* [Prompt]
Search the data for the word "usize" and copy every line that contains it.

:: Material for the task ::

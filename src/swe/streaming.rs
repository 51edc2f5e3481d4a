use crate::lattice::Lattice;
use crate::node::Distribution;

use rayon::prelude::*;

/// Pull every link from its upstream node in `current` into `staging`.
///
/// Slots whose upstream node lies outside a bounded lattice are left untouched. The
/// arena rotation clears them beforehand, and the boundary stage fills the ones that
/// matter.
pub fn stream(lattice: &Lattice, periodic: bool, current: &[Distribution], staging: &mut [Distribution]) {
    staging
        .par_chunks_mut(lattice.width())
        .enumerate()
        .for_each(|(row, staging)| {
            for (col, f) in staging.iter_mut().enumerate() {
                for (link, val) in f.iter_mut().enumerate() {
                    if let Some(source) = lattice.upstream(row, col, link, periodic) {
                        *val = current[source][link];
                    }
                }
            }
        });
}

#[cfg(test)]
mod tests {
    use super::*;

    use crate::lattice::parameters::d2q9::{OFFSET, Q};

    use approx::assert_relative_eq;

    #[test]
    fn test_links_move_one_node() {
        let lattice = Lattice::new(5, 5, 1.0, 1.0);
        let len = lattice.len();
        let center = lattice.index(2, 2);
        let mut current = vec![[0.0; Q]; len];
        current[center] = [1.0; Q];
        let mut staging = vec![[0.0; Q]; len];

        stream(&lattice, false, &current, &mut staging);

        for (link, [dx, dy]) in OFFSET.iter().enumerate() {
            let row = (2 + dy) as usize;
            let col = (2 + dx) as usize;
            assert_eq!(staging[lattice.index(row, col)][link], 1.0, "link {link}");
        }
        let total: f32 = staging.iter().flatten().sum();
        assert_eq!(total, Q as f32);
    }

    #[test]
    fn test_periodic_streaming_conserves_mass() {
        let lattice = Lattice::new(4, 3, 1.0, 1.0);
        let current: Vec<Distribution> = (0..lattice.len())
            .map(|i| std::array::from_fn(|link| (i * Q + link) as f32 * 0.01))
            .collect();
        let mut staging = vec![[0.0; Q]; lattice.len()];

        stream(&lattice, true, &current, &mut staging);

        let before: f32 = current.iter().flatten().sum();
        let after: f32 = staging.iter().flatten().sum();
        assert_relative_eq!(before, after, epsilon = 1e-3);
        // west edge pulls the east link from the east edge
        assert_eq!(staging[lattice.index(1, 0)][1], current[lattice.index(1, 3)][1]);
    }

    #[test]
    fn test_bounded_edges_leave_missing_links() {
        let lattice = Lattice::new(3, 3, 1.0, 1.0);
        let current = vec![[1.0; Q]; lattice.len()];
        let mut staging = vec![[0.0; Q]; lattice.len()];

        stream(&lattice, false, &current, &mut staging);

        let corner = staging[lattice.index(0, 0)];
        // links 1, 2, 3, 4 and 8 come from outside the lattice at the bottom-left corner
        assert_eq!(corner, [1.0, 0.0, 0.0, 0.0, 0.0, 1.0, 1.0, 1.0, 0.0]);
        assert_eq!(staging[lattice.index(1, 1)], [1.0; Q]);
    }
}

:::

* [Answer to the exercise]
            let row = (2 + dy) as usize;
            let col = (2 + dx) as usize;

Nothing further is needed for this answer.